If there is one character that people most likely remember from TARA MCPHERSON's works, it is the image of a girl with a heart-shaped hollow on her chest. Now, the NY - based multimedia artist tells us what she's gonna draw next.

Sometimes lined with spikes, flowing with water, dripping with blood, and lodged with bars - this is the heart-shaped hollow on the chest of a girl so common in Tara McPherson's works, but she's so over it. "I don't wanna rely on the theme as my trophy image," the 34-year-old artist admits. For someone like her who has exhibited her paintings from LA, where she was schooled, to NYC, where she's currently working, it is a difficult icon to part with. 

Having illustrated posters for very diverse bands including The Shins, Cat Power, and The Roots, Lady McPherson had been crowned Princess of Poster Art. "It can be a little bit sillier. It can be a little bit lighthearted.." Tara says about these poster drawings, one of them a fingerstached character she made for The Melvins. 

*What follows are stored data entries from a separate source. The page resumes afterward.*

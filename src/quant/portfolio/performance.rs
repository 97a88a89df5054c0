//! # Portfolio Performance
//!
//! $$
//! \mu_p = 252\,\boldsymbol\mu^\top\mathbf{w},\qquad
//! \sigma_p = \sqrt{252}\,\sqrt{\max(0,\ \mathbf{w}^\top\Sigma\mathbf{w})}
//! $$
//!
//! Annualized return and volatility of a weight vector from daily statistics.

use nalgebra::DMatrix;
use nalgebra::DVector;

use super::error::PortfolioError;

/// Trading days per year used for annualization.
pub const TRADING_DAYS: f64 = 252.0;

/// Annualized return/volatility pair of a portfolio.
#[derive(Clone, Copy, Debug, Default, PartialEq)]
pub struct PortfolioMetrics {
  pub annualized_return: f64,
  pub annualized_volatility: f64,
}

impl PortfolioMetrics {
  /// Sharpe ratio `(return - risk_free) / volatility`, `0.0` for a riskless portfolio.
  pub fn sharpe_ratio(&self, risk_free: f64) -> f64 {
    if self.annualized_volatility > 1e-15 {
      (self.annualized_return - risk_free) / self.annualized_volatility
    } else {
      0.0
    }
  }
}

/// Evaluate annualized performance of `weights`.
///
/// All inputs must share the same asset dimension.
pub fn evaluate(
  weights: &[f64],
  mean_returns: &DVector<f64>,
  cov: &DMatrix<f64>,
) -> Result<PortfolioMetrics, PortfolioError> {
  check_dimensions(weights.len(), mean_returns, cov)?;
  let w = DVector::from_column_slice(weights);
  Ok(evaluate_unchecked(&w, mean_returns, cov))
}

pub(crate) fn check_dimensions(
  n: usize,
  mean_returns: &DVector<f64>,
  cov: &DMatrix<f64>,
) -> Result<(), PortfolioError> {
  if mean_returns.len() != n {
    return Err(PortfolioError::dimension("mean returns", n, mean_returns.len()));
  }
  if cov.nrows() != n {
    return Err(PortfolioError::dimension("covariance rows", n, cov.nrows()));
  }
  if cov.ncols() != n {
    return Err(PortfolioError::dimension("covariance columns", n, cov.ncols()));
  }
  Ok(())
}

pub(crate) fn annualized_return(w: &DVector<f64>, mean_returns: &DVector<f64>) -> f64 {
  mean_returns.dot(w) * TRADING_DAYS
}

/// Daily variance `wᵀΣw`, clamped at zero.
pub(crate) fn daily_variance(w: &DVector<f64>, cov: &DMatrix<f64>) -> f64 {
  w.dot(&(cov * w)).max(0.0)
}

pub(crate) fn annualized_volatility(w: &DVector<f64>, cov: &DMatrix<f64>) -> f64 {
  (daily_variance(w, cov) * TRADING_DAYS).sqrt()
}

pub(crate) fn evaluate_unchecked(
  w: &DVector<f64>,
  mean_returns: &DVector<f64>,
  cov: &DMatrix<f64>,
) -> PortfolioMetrics {
  PortfolioMetrics {
    annualized_return: annualized_return(w, mean_returns),
    annualized_volatility: annualized_volatility(w, cov),
  }
}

She's also counted making toys with Kidrobot and doing comic illustrations for DC Vertigo in her multimedia oeuvre, all seamlessly meshed that some viewers think of her painting as digital renderings. Her bright shades of turquoise and reds will ironically carry various weights of sadness. Call it "gothic" (which Tara defines, laughing, as "bad outfit"), but the art world came up with an apt word for it: pop surrealism. "My work... has its roots in... cartoons, toys, weird TV shows from the 70s and 80s," Tara enumerates. And in her upcoming solo show this October, she's painting men and delving deep into myths. 

From the folklore of Japan (which inspired a lot of her many tattoos) and Mexico, she discovered a Moon Rabbit figure. Tara sketches, in words, one of her new paintings which sounds itself like a myth accentuated with lovers, arrows, and of course, the heart. She hasn't heard enough Philippine myths, but when she visited Boracay, she recalls being inspired by the water. Incidentally, it was only her second time snorkeling after a terrifying jellyfish sting when she was five but, when she thinks about it, it's also why she's fond of blues and the underwater world; she's trying to understand that long-standing fear. 

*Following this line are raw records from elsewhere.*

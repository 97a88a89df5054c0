//! # Visualization
//!
//! $$
//! \{(r_k,\sigma_k)\}_{k=1}^{K} \mapsto \text{efficient frontier chart}
//! $$
//!
//! Plotly rendering of the efficient frontier with its two anchor portfolios.
//! Returns and volatilities are shown in annualised percent.

use std::fs;
use std::path::Path;

use anyhow::Context;
use anyhow::Result;
use plotly::Layout;
use plotly::Plot;
use plotly::Scatter;
use plotly::common::DashType;
use plotly::common::Line;
use plotly::common::Marker;
use plotly::common::Mode;
use plotly::layout::Axis;
use plotly::layout::Legend;

use crate::quant::portfolio::EfficientFrontier;
use crate::quant::portfolio::FrontierPoint;
use crate::quant::portfolio::PortfolioMetrics;

pub const FRONTIER_TITLE: &str = "Portfolio Optimisation with the Efficient Frontier";

/// Chart settings for the efficient frontier.
#[derive(Clone, Debug)]
pub struct FrontierPlotter {
  title: String,
  width: usize,
  height: usize,
  marker_size: usize,
  line_width: f64,
}

impl Default for FrontierPlotter {
  fn default() -> Self {
    Self::new()
  }
}

impl FrontierPlotter {
  pub fn new() -> Self {
    Self {
      title: FRONTIER_TITLE.to_string(),
      width: 800,
      height: 600,
      marker_size: 14,
      line_width: 4.0,
    }
  }

  pub fn title(mut self, title: &str) -> Self {
    self.title = title.into();
    self
  }

  pub fn size(mut self, width: usize, height: usize) -> Self {
    self.width = width;
    self.height = height;
    self
  }

  pub fn marker_size(mut self, size: usize) -> Self {
    self.marker_size = size;
    self
  }

  pub fn line_width(mut self, w: f64) -> Self {
    self.line_width = w.max(0.0);
    self
  }

  /// Anchors as markers, feasible frontier points as a dash-dot line.
  pub fn plot(
    &self,
    max_sharpe: &PortfolioMetrics,
    min_volatility: &PortfolioMetrics,
    points: &[FrontierPoint],
  ) -> Plot {
    let anchor = |metrics: &PortfolioMetrics, name: &str, color: &str| {
      Scatter::new(
        vec![pct(metrics.annualized_volatility)],
        vec![pct(metrics.annualized_return)],
      )
      .name(name)
      .mode(Mode::Markers)
      .marker(
        Marker::new()
          .color(color.to_string())
          .size(self.marker_size)
          .line(Line::new().color("black").width(3.0)),
      )
    };

    let (vols, rets): (Vec<f64>, Vec<f64>) = points
      .iter()
      .filter(|p| p.is_feasible())
      .map(|p| (pct(p.volatility), pct(p.target_return)))
      .unzip();
    let frontier = Scatter::new(vols, rets)
      .name("Efficient Frontier")
      .mode(Mode::Lines)
      .line(
        Line::new()
          .color("black")
          .width(self.line_width)
          .dash(DashType::DashDot),
      );

    let mut plot = Plot::new();
    plot.add_trace(anchor(max_sharpe, "Maximum Sharpe Ratio", "red"));
    plot.add_trace(anchor(min_volatility, "Minimum Volatility", "green"));
    plot.add_trace(frontier);
    plot.set_layout(
      Layout::new()
        .title(self.title.as_str())
        .x_axis(Axis::new().title("Annualised Volatility (%)"))
        .y_axis(Axis::new().title("Annualised Return (%)"))
        .show_legend(true)
        .legend(Legend::new().x(0.75).y(0.0))
        .width(self.width)
        .height(self.height),
    );
    plot
  }

  pub fn plot_frontier(&self, frontier: &EfficientFrontier) -> Plot {
    self.plot(
      &frontier.max_sharpe.metrics,
      &frontier.min_volatility.metrics,
      &frontier.points,
    )
  }
}

fn pct(x: f64) -> f64 {
  (x * 100.0 * 100.0).round() / 100.0
}

/// Efficient frontier chart with default settings.
pub fn frontier_plot(
  max_sharpe: &PortfolioMetrics,
  min_volatility: &PortfolioMetrics,
  points: &[FrontierPoint],
) -> Plot {
  FrontierPlotter::new().plot(max_sharpe, min_volatility, points)
}

/// Render `frontier` and write it as a standalone HTML page.
pub fn write_frontier_html(frontier: &EfficientFrontier, path: impl AsRef<Path>) -> Result<()> {
  let path = path.as_ref();
  let html = FrontierPlotter::new().plot_frontier(frontier).to_html();
  fs::write(path, html).with_context(|| format!("failed to write {}", path.display()))
}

And unbelievably, Tara says, "In Boracay, I worked." Its the only way she can come to the Philippines for the annual Graphika Manila as she's busy preparing for the anticipated solo show. "Tonight, I'm gonna go back to the hotel room and paint," she insists. She usually finds herself saying "'Oh, I can finish this part,' and it can take me a few more hours, and then suddenly the sun's coming up..." The plan is to reward herself with a month of break before starting again with other projects. 

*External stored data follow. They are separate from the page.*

//! # Portfolio Errors
//!
//! Failure kinds surfaced by the optimizer, the frontier sweep and the
//! statistics providers.

use thiserror::Error;

/// Errors produced by the Markowitz pipeline.
///
/// Dimension and bound errors are programming/configuration errors and are
/// returned as soon as they are detected. Solver failures are first recorded
/// as a [`Termination`](super::types::Termination) on the result and only
/// become errors through
/// [`OptimizationResult::ensure_converged`](super::types::OptimizationResult::ensure_converged).
#[derive(Debug, Error, Clone, PartialEq)]
pub enum PortfolioError {
  #[error("dimension mismatch in {context}: expected {expected}, got {actual}")]
  DimensionMismatch {
    context: &'static str,
    expected: usize,
    actual: usize,
  },

  #[error("invalid weight bounds: {0}")]
  InvalidBounds(String),

  #[error("target return {target:.6} is not reachable: {reason}")]
  InfeasibleTarget { target: f64, reason: String },

  #[error("objective is degenerate: {0}")]
  DegenerateObjective(String),

  #[error(
    "solver did not converge after {iterations} iterations (constraint violation {constraint_violation:.3e})"
  )]
  NonConvergence {
    iterations: usize,
    constraint_violation: f64,
  },

  #[error("market data unavailable: {0}")]
  DataUnavailable(String),
}

impl PortfolioError {
  pub(crate) fn dimension(context: &'static str, expected: usize, actual: usize) -> Self {
    Self::DimensionMismatch {
      context,
      expected,
      actual,
    }
  }
}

Besides teaching in Parsons, there's Cotton Candy Machine which, aside from being Tara's studio, is now also a store selling merchandise of all kinds. Tees, pillows, lighters, laptop skins, toys, stationaries - everything is McPhersonized - that is to say she's all for the democratization of art. Tara can only take pleasire in realizing more layers in her work. 

She looks at Mark Ryden, a contemporary whose painting can fetch near a million dollars, saying "[He] started working more personally..." just liker her back in the day. So I ask her "How about your [paintings' prices]?" To which Tara responds, "Is there any limit?"